Byline: Katherine Bowers

LAS VEGAS — The Sports Authority will increase the women’s portion of its apparel mix to 50 percent and greatly expand women’s apparel’s visibility in remodeled stores this year.
Marty Hanaka, chairman and chief executive officer of The Sports Authority, told an audience at the Super Show that the company, which has traditionally carried 65 percent men’s apparel and 35 percent women’s apparel. To help bring the ratio to 50-50, a new private label women’s basics line will be available in stores for fall.
Hanaka highlighted the retailer’s aggressive plans for women’s apparel as it focuses on renovation, rather than construction, during a presentation Monday as part of Financial Day, a Goldman Sachs-sponsored event at the Super Show. The show closes a four-day run Wednesday at the Sands Expo.
Hanaka said the Fort Lauderdale, Fla.-based operator of 198 sporting goods stores returned to profitability this past year by closing 28 units and remodeling existing stores. “The industry was overstored and certainly we were a part of it,” he said.
For fiscal 2001, there are no plans to open any new stores, but 12 stores are slated for renovation with women’s wear a centerpiece of those efforts.
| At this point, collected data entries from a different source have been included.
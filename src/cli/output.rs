use clap::ValueEnum;

#[derive(Clone, Debug, ValueEnum)]
pub enum OutputFormat {
    Human,
    Json,
}
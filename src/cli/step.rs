use std::path::PathBuf;

use clap::Args;
use core_types::Step;
use dom_traversal::DomPort;

use super::context::CliContext;
use super::output::OutputFormat;
use crate::app_context::AppContext;
use crate::errors::{AppError, AppResult};
use crate::fixture;

/// Runs one step directly through the step executor, bypassing the
/// engine/session lifecycle (§4.5 "single-step API").
#[derive(Args, Clone, Debug)]
pub struct StepArgs {
    /// JSON file holding a single `Step` object
    #[arg(long, value_name = "FILE")]
    pub step: PathBuf,

    /// DOM fixture JSON the step replays against
    #[arg(long, value_name = "FILE")]
    pub fixture: PathBuf,

    /// Page URL recorded into the execution context
    #[arg(long)]
    pub page_url: Option<String>,
}

pub async fn cmd_step(args: StepArgs, ctx: &CliContext, output: OutputFormat) -> AppResult<()> {
    let content = std::fs::read_to_string(&args.step).map_err(|err| AppError::Io {
        path: args.step.display().to_string(),
        reason: err.to_string(),
    })?;
    let step: Step = serde_json::from_str(&content).map_err(|err| AppError::Parse {
        kind: "step",
        path: args.step.display().to_string(),
        reason: err.to_string(),
    })?;
    step.validate()
        .map_err(|err| AppError::InvalidFixture(step.id.clone(), err.to_string()))?;

    let dom = std::sync::Arc::new(fixture::load_fixture(&args.fixture)?);
    let app = AppContext::build(&ctx.config().replay, dom.clone());

    let context = step_executor::StepExecutionContext {
        target_document: dom.root_document(),
        page_url: args.page_url.clone(),
        ..Default::default()
    };

    let result = app.engine.execute(&step, &context, &app.session_options.engine_options.step_executor_options).await?;

    match output {
        OutputFormat::Json => {
            println!("{}", serde_json::to_string_pretty(&result).expect("StepExecutionResult always serializes"));
        }
        OutputFormat::Human => {
            println!(
                "{}: {:?} ({}ms, strategy={:?}, confidence={:?})",
                result.step_id, result.status, result.duration_ms, result.locator_strategy, result.locator_confidence
            );
            if let Some(error) = &result.error {
                println!("  error: {error}");
            }
        }
    }

    Ok(())
}
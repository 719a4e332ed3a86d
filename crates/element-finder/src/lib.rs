//! Element Finder: tries nine resolution strategies in priority order
//! against a target document and returns the best match with confidence.

mod errors;
mod finder;
mod strategy;

pub use errors::{FinderDiagnostics, FinderError};
pub use finder::{DefaultElementFinder, ElementFinder, FindOutcome, FinderOptions};
pub use strategy::Strategy;
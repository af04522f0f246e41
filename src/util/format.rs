//! Locale-aware date/time labels and weather severity classes.
//!
//! These are pure helpers; the page's global `weatherApp.utils` export and the
//! clock renderer both call into them.

#[cfg(test)]
#[path = "format_test.rs"]
mod format_test;

use chrono::{Datelike, NaiveDate, NaiveTime, Timelike};

const ENGLISH_MONTHS: [&str; 12] = [
    "January",
    "February",
    "March",
    "April",
    "May",
    "June",
    "July",
    "August",
    "September",
    "October",
    "November",
    "December",
];

/// Display conventions selected from a BCP-47 language tag.
#[derive(Debug, Clone, Copy, PartialEq, Eq)]
pub enum Locale {
    Korean,
    English,
    /// ISO-style numeric output for any other tag.
    Numeric,
}

impl Locale {
    #[must_use]
    pub fn from_tag(tag: &str) -> Self {
        let lang = tag.split(['-', '_']).next().unwrap_or_default().to_ascii_lowercase();
        match lang.as_str() {
            "ko" => Self::Korean,
            "en" => Self::English,
            _ => Self::Numeric,
        }
    }
}

/// Long-form calendar date, e.g. `2024년 3월 5일` or `March 5, 2024`.
#[must_use]
pub fn format_date(date: NaiveDate, locale: Locale) -> String {
    match locale {
        Locale::Korean => format!("{}년 {}월 {}일", date.year(), date.month(), date.day()),
        Locale::English => {
            let month = ENGLISH_MONTHS[date.month0() as usize];
            format!("{month} {}, {}", date.day(), date.year())
        }
        Locale::Numeric => date.format("%Y-%m-%d").to_string(),
    }
}

/// Long-form date from loose calendar fields (1-based month), as read off a
/// JS `Date`. Out-of-range fields yield an empty string.
#[must_use]
pub fn format_calendar_date(year: i64, month: u32, day: u32, locale: Locale) -> String {
    i32::try_from(year)
        .ok()
        .and_then(|y| NaiveDate::from_ymd_opt(y, month, day))
        .map(|d| format_date(d, locale))
        .unwrap_or_default()
}

/// Two-digit hour:minute label for the header clock.
#[must_use]
pub fn format_clock(time: NaiveTime, locale: Locale) -> String {
    let (pm, hour12) = time.hour12();
    let minute = time.minute();
    match locale {
        Locale::Korean => {
            let meridiem = if pm { "오후" } else { "오전" };
            format!("{meridiem} {hour12:02}:{minute:02}")
        }
        Locale::English => {
            let meridiem = if pm { "PM" } else { "AM" };
            format!("{hour12:02}:{minute:02} {meridiem}")
        }
        Locale::Numeric => format!("{:02}:{minute:02}", time.hour()),
    }
}

/// Text color bucket for a temperature in °C.
#[derive(Debug, Clone, Copy, PartialEq, Eq)]
pub enum TempColor {
    Hot,
    Warm,
    Mild,
    Cool,
    Freezing,
}

impl TempColor {
    /// Thresholds are inclusive lower bounds checked from the highest down.
    #[must_use]
    pub fn for_temperature(temp: f64) -> Self {
        if temp >= 25.0 {
            Self::Hot
        } else if temp >= 15.0 {
            Self::Warm
        } else if temp >= 5.0 {
            Self::Mild
        } else if temp >= 0.0 {
            Self::Cool
        } else {
            Self::Freezing
        }
    }

    #[must_use]
    pub fn css_class(self) -> &'static str {
        match self {
            Self::Hot => "text-danger",
            Self::Warm => "text-warning",
            Self::Mild => "text-success",
            Self::Cool => "text-primary",
            Self::Freezing => "text-info",
        }
    }
}

/// Badge color bucket for a precipitation probability in percent.
#[derive(Debug, Clone, Copy, PartialEq, Eq)]
pub enum PrecipBadge {
    Likely,
    Possible,
    Slight,
    Unlikely,
}

impl PrecipBadge {
    #[must_use]
    pub fn for_probability(percent: f64) -> Self {
        if percent >= 60.0 {
            Self::Likely
        } else if percent >= 40.0 {
            Self::Possible
        } else if percent >= 20.0 {
            Self::Slight
        } else {
            Self::Unlikely
        }
    }

    #[must_use]
    pub fn css_class(self) -> &'static str {
        match self {
            Self::Likely => "bg-danger",
            Self::Possible => "bg-warning",
            Self::Slight => "bg-info",
            Self::Unlikely => "bg-secondary",
        }
    }
}

#[must_use]
pub fn temp_color_class(temp: f64) -> &'static str {
    TempColor::for_temperature(temp).css_class()
}

#[must_use]
pub fn precip_badge_class(percent: f64) -> &'static str {
    PrecipBadge::for_probability(percent).css_class()
}
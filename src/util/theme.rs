//! Light/dark theme preference.
//!
//! The persisted value lives under a single key in a [`PreferenceBackend`]
//! (browser `localStorage` when hydrated) and is mirrored onto the root
//! element's `data-theme` attribute through a [`ThemeRoot`]. After `init` or
//! `toggle` both always hold the same value.

#[cfg(test)]
#[path = "theme_test.rs"]
mod theme_test;

use std::cell::RefCell;
use std::collections::HashMap;
use std::rc::Rc;

#[derive(Debug, Clone, Copy, Default, PartialEq, Eq)]
pub enum Theme {
    #[default]
    Light,
    Dark,
}

impl Theme {
    #[must_use]
    pub fn as_str(self) -> &'static str {
        match self {
            Self::Light => "light",
            Self::Dark => "dark",
        }
    }

    /// Absent or unrecognized values fall back to [`Theme::Light`].
    #[must_use]
    pub fn parse(raw: Option<&str>) -> Self {
        match raw {
            Some("dark") => Self::Dark,
            _ => Self::Light,
        }
    }

    #[must_use]
    pub fn toggled(self) -> Self {
        match self {
            Self::Light => Self::Dark,
            Self::Dark => Self::Light,
        }
    }
}

/// Key/value persistence for user preferences.
pub trait PreferenceBackend {
    fn read(&self, key: &str) -> Option<String>;
    fn write(&self, key: &str, value: &str);
}

/// In-memory backend for tests and non-browser builds.
#[derive(Debug, Default)]
pub struct MemoryBackend {
    entries: RefCell<HashMap<String, String>>,
}

impl MemoryBackend {
    #[must_use]
    pub fn with_entry(key: &str, value: &str) -> Self {
        let backend = Self::default();
        backend.write(key, value);
        backend
    }
}

impl PreferenceBackend for MemoryBackend {
    fn read(&self, key: &str) -> Option<String> {
        self.entries.borrow().get(key).cloned()
    }

    fn write(&self, key: &str, value: &str) {
        self.entries.borrow_mut().insert(key.to_owned(), value.to_owned());
    }
}

/// The element whose `data-theme` attribute stylesheets key off.
pub trait ThemeRoot {
    fn theme(&self) -> Option<String>;
    fn set_theme(&self, theme: Theme);
}

pub struct ThemeStore {
    backend: Rc<dyn PreferenceBackend>,
    key: String,
}

impl ThemeStore {
    pub fn new(backend: Rc<dyn PreferenceBackend>, key: impl Into<String>) -> Self {
        Self { backend, key: key.into() }
    }

    #[must_use]
    pub fn get(&self) -> Theme {
        Theme::parse(self.raw().as_deref())
    }

    /// The stored value as written, recognized or not.
    #[must_use]
    pub fn raw(&self) -> Option<String> {
        self.backend.read(&self.key)
    }

    pub fn set(&self, theme: Theme) {
        self.backend.write(&self.key, theme.as_str());
    }
}

pub struct ThemeController {
    store: ThemeStore,
    root: Rc<dyn ThemeRoot>,
}

impl ThemeController {
    pub fn new(store: ThemeStore, root: Rc<dyn ThemeRoot>) -> Self {
        Self { store, root }
    }

    /// Apply the persisted preference to the root element.
    ///
    /// An unrecognized stored value is overwritten with the applied theme so
    /// the root and storage agree.
    pub fn init(&self) -> Theme {
        let raw = self.store.raw();
        let theme = Theme::parse(raw.as_deref());
        self.root.set_theme(theme);
        if raw.as_deref() != Some(theme.as_str()) {
            self.store.set(theme);
        }
        theme
    }

    /// Flip the root attribute and persist the result.
    pub fn toggle(&self) -> Theme {
        let next = Theme::parse(self.root.theme().as_deref()).toggled();
        self.root.set_theme(next);
        self.store.set(next);
        log::info!("theme changed: {}", next.as_str());
        next
    }
}
//! Header clock rendering.

#[cfg(test)]
#[path = "clock_test.rs"]
mod clock_test;

use std::rc::Rc;

use chrono::NaiveTime;

use super::format::{Locale, format_clock};

/// Source of the current local wall-clock time.
pub trait ClockSource {
    fn now(&self) -> NaiveTime;
}

/// Local time from the host: JS `Date` in the browser, chrono elsewhere.
#[derive(Debug, Default, Clone, Copy)]
pub struct SystemClock;

impl ClockSource for SystemClock {
    fn now(&self) -> NaiveTime {
        #[cfg(feature = "hydrate")]
        {
            let now = js_sys::Date::new_0();
            NaiveTime::from_hms_opt(now.get_hours(), now.get_minutes(), now.get_seconds()).unwrap_or_default()
        }
        #[cfg(not(feature = "hydrate"))]
        {
            chrono::Local::now().time()
        }
    }
}

/// Every element that shows the current time.
pub trait TimeDisplay {
    fn show_time(&self, label: &str);
}

pub struct ClockRenderer {
    source: Rc<dyn ClockSource>,
    display: Rc<dyn TimeDisplay>,
    locale: Locale,
}

impl ClockRenderer {
    pub fn new(source: Rc<dyn ClockSource>, display: Rc<dyn TimeDisplay>, locale: Locale) -> Self {
        Self { source, display, locale }
    }

    /// Write the current time into the display once and return the label.
    pub fn render(&self) -> String {
        let label = format_clock(self.source.now(), self.locale);
        self.display.show_time(&label);
        label
    }
}
//! # weather-page
//!
//! WASM page controller for the weather dashboard's server-rendered pages.
//!
//! The crate keeps the light/dark theme preference in sync with the
//! document, refreshes the header clock, dismisses transient alerts, and runs
//! the "update all weather" button flow against the server. Logic lives in
//! plain Rust behind small traits (`controller::ports`, `util::*`); the
//! `dom` module supplies the `web-sys` implementations under the `hydrate`
//! feature.

pub mod config;
pub mod controller;
#[cfg(feature = "hydrate")]
pub mod dom;
pub mod net;
pub mod util;

/// WASM entry point.
#[cfg(feature = "hydrate")]
#[wasm_bindgen::prelude::wasm_bindgen(start)]
pub fn start() {
    dom::start();
}
//! Browser bindings (hydrate builds only).
//!
//! SYSTEM CONTEXT
//! ==============
//! `elements` adapts template elements, `browser` adapts window services, and
//! `export` publishes `window.weatherApp`. `start` is the WASM entry point
//! that wires them into a [`PageController`].

pub mod browser;
pub mod elements;
pub mod export;

use std::rc::Rc;

use wasm_bindgen::JsCast;
use wasm_bindgen::closure::Closure;
use web_sys::Document;

use self::browser::{BrowserDialogs, BrowserNavigator, LocalStorageBackend, TimerScheduler};
use self::elements::{CurrentTimeElements, DocumentRoot, DomAlerts, DomControls};
use crate::config::{CONFIG_ELEMENT_ID, PageConfig};
use crate::controller::page::{PageController, PageServices, is_loading_state};
use crate::net::api::HttpWeatherApi;
use crate::util::clock::SystemClock;
use crate::util::format::Locale;

fn read_config(document: &Document) -> PageConfig {
    let raw = document.get_element_by_id(CONFIG_ELEMENT_ID).and_then(|el| el.text_content());
    PageConfig::from_json(raw.as_deref()).unwrap_or_else(|err| {
        log::warn!("{err}; using default page config");
        PageConfig::default()
    })
}

fn is_loading(document: &Document) -> bool {
    is_loading_state(&document.ready_state())
}

/// Initialize logging, build the controller, and hook page load.
pub fn start() {
    console_error_panic_hook::set_once();
    let _ = console_log::init_with_level(log::Level::Debug);

    let Some(document) = web_sys::window().and_then(|w| w.document()) else {
        return;
    };
    let config = read_config(&document);
    let locale = Locale::from_tag(&config.locale);
    let api = HttpWeatherApi::new(config.update_endpoint.clone(), config.messages.generic_failure.clone());

    let controller = Rc::new(PageController::new(PageServices {
        config,
        preferences: Rc::new(LocalStorageBackend),
        root: Rc::new(DocumentRoot),
        clock: Rc::new(SystemClock),
        time_display: Rc::new(CurrentTimeElements),
        alerts: Rc::new(DomAlerts),
        controls: Rc::new(DomControls),
        scheduler: Rc::new(TimerScheduler),
        notifier: Rc::new(BrowserDialogs),
        navigator: Rc::new(BrowserNavigator),
        api,
    }));

    controller.schedule_alert_dismissal();
    export::install(controller.update_action(), locale);

    if is_loading(&document) {
        let ready = Rc::clone(&controller);
        let cb = Closure::once_into_js(move || {
            ready.on_ready();
        });
        let _ = document.add_event_listener_with_callback("DOMContentLoaded", cb.unchecked_ref());
    } else {
        controller.on_ready();
    }
}
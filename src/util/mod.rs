//! Page helpers with no network involvement.
//!
//! SYSTEM CONTEXT
//! ==============
//! Each module talks to the document only through small traits so the
//! browser adapters in `dom` can be swapped for test doubles.

pub mod alerts;
pub mod clock;
pub mod format;
pub mod theme;
//! `web-sys` views of the elements the page template renders.
//!
//! Lookups happen at call time, so elements added after load are still found.

use std::rc::Rc;

use wasm_bindgen::JsCast;
use wasm_bindgen::closure::Closure;
use web_sys::{Document, Element, Event};

use crate::config::BusyIcons;
use crate::controller::ports::{BusyControl, PageControls};
use crate::util::alerts::{AlertBanner, AlertSource};
use crate::util::clock::TimeDisplay;
use crate::util::theme::{Theme, ThemeRoot};

pub const UPDATE_BUTTON_ID: &str = "update-all-btn";
pub const THEME_TOGGLE_ID: &str = "theme-toggle";
const THEME_ATTRIBUTE: &str = "data-theme";
const CURRENT_TIME_SELECTOR: &str = ".current-time";
const ALERT_SELECTOR: &str = ".alert";
const PERMANENT_ALERT_CLASS: &str = "alert-permanent";
const DISABLED_CLASS: &str = "disabled";

fn document() -> Option<Document> {
    web_sys::window().and_then(|w| w.document())
}

fn query_all(selector: &str) -> Vec<Element> {
    let Some(list) = document().and_then(|d| d.query_selector_all(selector).ok()) else {
        return Vec::new();
    };
    (0..list.length())
        .filter_map(|i| list.item(i))
        .filter_map(|node| node.dyn_into::<Element>().ok())
        .collect()
}

/// The `<html>` element.
pub struct DocumentRoot;

impl ThemeRoot for DocumentRoot {
    fn theme(&self) -> Option<String> {
        document()?.document_element()?.get_attribute(THEME_ATTRIBUTE)
    }

    fn set_theme(&self, theme: Theme) {
        if let Some(el) = document().and_then(|d| d.document_element()) {
            let _ = el.set_attribute(THEME_ATTRIBUTE, theme.as_str());
        }
    }
}

/// Every `.current-time` element.
pub struct CurrentTimeElements;

impl TimeDisplay for CurrentTimeElements {
    fn show_time(&self, label: &str) {
        for el in query_all(CURRENT_TIME_SELECTOR) {
            el.set_text_content(Some(label));
        }
    }
}

pub struct DomAlert(Element);

impl AlertBanner for DomAlert {
    fn is_permanent(&self) -> bool {
        self.0.class_list().contains(PERMANENT_ALERT_CLASS)
    }

    fn close(&self) {
        let _ = self.0.class_list().remove_1("show");
        self.0.remove();
    }
}

pub struct DomAlerts;

impl AlertSource for DomAlerts {
    fn alerts(&self) -> Vec<Box<dyn AlertBanner>> {
        query_all(ALERT_SELECTOR)
            .into_iter()
            .map(|el| Box::new(DomAlert(el)) as Box<dyn AlertBanner>)
            .collect()
    }
}

/// A button whose label markup holds an `<i>` icon.
pub struct DomButton(Element);

impl DomButton {
    #[must_use]
    pub fn find(id: &str) -> Option<Self> {
        document()?.get_element_by_id(id).map(Self)
    }
}

impl BusyControl for DomButton {
    fn snapshot(&self) -> String {
        self.0.inner_html()
    }

    fn show_busy(&self, icons: &BusyIcons, label: &str) {
        if let Ok(Some(icon)) = self.0.query_selector("i") {
            let _ = icon.class_list().remove_1(&icons.idle);
            let _ = icon.class_list().add_1(&icons.busy);
        }
        let _ = self.0.class_list().add_1(DISABLED_CLASS);
        self.0.set_inner_html(&format!(r#"<i class="bi {}"></i> {label}"#, icons.busy));
    }

    fn restore(&self, snapshot: &str) {
        self.0.set_inner_html(snapshot);
        let _ = self.0.class_list().remove_1(DISABLED_CLASS);
    }
}

/// Click bindings on `#theme-toggle` and `#update-all-btn`.
pub struct DomControls;

fn on_click(el: &Element, handler: impl FnMut(Event) + 'static) {
    let cb = Closure::wrap(Box::new(handler) as Box<dyn FnMut(Event)>);
    if el.add_event_listener_with_callback("click", cb.as_ref().unchecked_ref()).is_ok() {
        // Handlers live for the page.
        cb.forget();
    }
}

impl PageControls for DomControls {
    fn bind_theme_toggle(&self, handler: Box<dyn Fn()>) -> bool {
        let Some(el) = document().and_then(|d| d.get_element_by_id(THEME_TOGGLE_ID)) else {
            return false;
        };
        on_click(&el, move |_| handler());
        true
    }

    fn bind_update_all(&self, handler: Box<dyn Fn(Rc<dyn BusyControl>)>) -> bool {
        let Some(el) = document().and_then(|d| d.get_element_by_id(UPDATE_BUTTON_ID)) else {
            return false;
        };
        let button = el.clone();
        on_click(&el, move |event| {
            event.prevent_default();
            handler(Rc::new(DomButton(button.clone())));
        });
        true
    }
}
//! `window.weatherApp` for other scripts on the page.
//!
//! ```text
//! weatherApp.utils.formatDate(date?)         -> "2024년 3월 5일"
//! weatherApp.utils.getTempColor(temp)        -> "text-danger" | ...
//! weatherApp.utils.getPrecipBadgeClass(pct)  -> "bg-danger" | ...
//! weatherApp.updateAllWeather(event?)        -> Promise<boolean>
//! ```

use std::rc::Rc;

use js_sys::{Date, Object, Promise, Reflect};
use wasm_bindgen::closure::Closure;
use wasm_bindgen::{JsCast, JsValue};

use super::elements::{DomButton, UPDATE_BUTTON_ID};
use crate::controller::update_all::{UpdateAllAction, UpdateOutcome};
use crate::net::api::WeatherApi;
use crate::util::format::{Locale, format_calendar_date, precip_badge_class, temp_color_class};

const GLOBAL_NAME: &str = "weatherApp";

fn set(target: &Object, key: &str, value: &JsValue) {
    let _ = Reflect::set(target, &JsValue::from_str(key), value);
}

/// Accepts anything `new Date(value)` does; `undefined` means now.
fn format_js_date(value: &JsValue, locale: Locale) -> String {
    let date = if value.is_undefined() { Date::new_0() } else { Date::new(value) };
    if date.get_time().is_nan() {
        return String::new();
    }
    format_calendar_date(i64::from(date.get_full_year()), date.get_month() + 1, date.get_date(), locale)
}

fn utils(locale: Locale) -> Object {
    let utils = Object::new();

    let format = Closure::wrap(
        Box::new(move |value: JsValue| -> String { format_js_date(&value, locale) }) as Box<dyn Fn(JsValue) -> String>
    );
    set(&utils, "formatDate", &format.into_js_value());

    let temp = Closure::wrap(
        Box::new(|temp: f64| -> String { temp_color_class(temp).to_owned() }) as Box<dyn Fn(f64) -> String>
    );
    set(&utils, "getTempColor", &temp.into_js_value());

    let precip = Closure::wrap(
        Box::new(|pct: f64| -> String { precip_badge_class(pct).to_owned() }) as Box<dyn Fn(f64) -> String>
    );
    set(&utils, "getPrecipBadgeClass", &precip.into_js_value());

    utils
}

/// Publish the helpers and the update-all action on `window`.
pub fn install<A: WeatherApi + 'static>(action: Rc<UpdateAllAction<A>>, locale: Locale) {
    let Some(window) = web_sys::window() else {
        return;
    };
    let app = Object::new();
    set(&app, "utils", &utils(locale));

    let update = Closure::wrap(Box::new(move |event: JsValue| -> Promise {
        if let Some(event) = event.dyn_ref::<web_sys::Event>() {
            event.prevent_default();
        }
        let action = Rc::clone(&action);
        wasm_bindgen_futures::future_to_promise(async move {
            let Some(button) = DomButton::find(UPDATE_BUTTON_ID) else {
                log::warn!("updateAllWeather called without #{UPDATE_BUTTON_ID}");
                return Ok(JsValue::FALSE);
            };
            let outcome = action.run(&button).await;
            Ok(JsValue::from_bool(matches!(outcome, UpdateOutcome::Reloaded { .. })))
        })
    }) as Box<dyn Fn(JsValue) -> Promise>);
    set(&app, "updateAllWeather", &update.into_js_value());

    set(&window, GLOBAL_NAME, &app);
}
use super::*;

const FALLBACK: &str = "Update failed";

#[test]
fn success_status_returns_message_and_counts() {
    let body = r#"{"success":true,"message":"Updated 5 regions","success_count":5,"failed_count":0}"#;
    let resp = interpret_reply(200, body, FALLBACK).unwrap();
    assert_eq!(resp.message.as_deref(), Some("Updated 5 regions"));
    assert_eq!(resp.success_count, Some(5));
    assert_eq!(resp.failed_count, Some(0));
}

#[test]
fn success_without_message_is_still_success() {
    let resp = interpret_reply(204, "{}", FALLBACK).unwrap();
    assert_eq!(resp.message, None);
}

#[test]
fn error_status_uses_server_reason() {
    let err = interpret_reply(500, r#"{"error":"Crawler timeout"}"#, FALLBACK).unwrap_err();
    assert_eq!(err, UpdateError::Server("Crawler timeout".to_owned()));
    assert_eq!(err.to_string(), "Crawler timeout");
}

#[test]
fn error_status_without_reason_uses_fallback() {
    let err = interpret_reply(400, "{}", FALLBACK).unwrap_err();
    assert_eq!(err, UpdateError::Server(FALLBACK.to_owned()));

    let err = interpret_reply(502, r#"{"error":""}"#, FALLBACK).unwrap_err();
    assert_eq!(err, UpdateError::Server(FALLBACK.to_owned()));
}

#[test]
fn error_status_wins_over_message_field() {
    let err = interpret_reply(503, r#"{"message":"Updated 5 regions"}"#, FALLBACK).unwrap_err();
    assert_eq!(err, UpdateError::Server(FALLBACK.to_owned()));
}

#[test]
fn non_json_body_is_a_decode_error_regardless_of_status() {
    assert!(matches!(interpret_reply(200, "<html>", FALLBACK), Err(UpdateError::Decode(_))));
    assert!(matches!(interpret_reply(500, "Internal Server Error", FALLBACK), Err(UpdateError::Decode(_))));
}

#[test]
fn success_tolerates_counts_of_unexpected_shape() {
    let resp = interpret_reply(200, r#"{"message":"Updated 5 regions","success_count":"5"}"#, FALLBACK).unwrap();
    assert_eq!(resp.message.as_deref(), Some("Updated 5 regions"));
    assert_eq!(resp.success_count, None);

    let resp = interpret_reply(200, r#"{"message":"ok","failed_count":-1}"#, FALLBACK).unwrap();
    assert_eq!(resp.message.as_deref(), Some("ok"));
    assert_eq!(resp.failed_count, None);
}

#[test]
fn non_string_fields_are_treated_as_absent() {
    let resp = interpret_reply(200, r#"{"message":42}"#, FALLBACK).unwrap();
    assert_eq!(resp.message, None);

    let resp = interpret_reply(200, "[1,2,3]", FALLBACK).unwrap();
    assert_eq!(resp.message, None);

    let err = interpret_reply(500, r#"{"error":{"code":7}}"#, FALLBACK).unwrap_err();
    assert_eq!(err, UpdateError::Server(FALLBACK.to_owned()));
}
Comp-store increases are projected to be in the low-single digits.
He cited women’s apparel as a key growth driver for the firm.
As of the fourth quarter of 2000, “for the first time, women’s [apparel] is beating men’s day after day,” he said.
Led by Nike, Adidas and Reebok, sales for women’s apparel climbed slightly more than 20 percent. Danskin, Everlast, Columbia and Marika also turned in strong performances, he said.
The Sports Authority plans to incorporate new merchandising to improve presentation. “Women’s [apparel] comes front and center [in remodeled stores.] We’ve added tables to fold [clothes] and size better,” Hanaka said. “We’ve moved out dressing rooms to the front of the store, so women don’t have to walk a hundred yards back to some dark closet.”
The Sports Authority had been hurt by larger market trends, such as declining sports participation and retail oversaturation. A recent shakeout in retailers that carry sporting goods — including Bradlees, Wards and Nevada Bob’s — has eased those pressures, Hanaka said.
For fiscal 2000, comp-store sales rose 1.5 percent, the first such increase in four years. Earnings before interest, taxes, debt and amortization will be slightly more than $60 million and earnings will exceed 15 cents per share, according to chief financial officer George Mihalko.
Hanaka said the company’s all-time high of $80 million EBITDA is “within our reach for 2001.”
For the 39 weeks ended Oct. 28, The Sports Authority had a net income of $12.5 million on sales that were up slightly to $1.08 billion, versus a prior-year loss.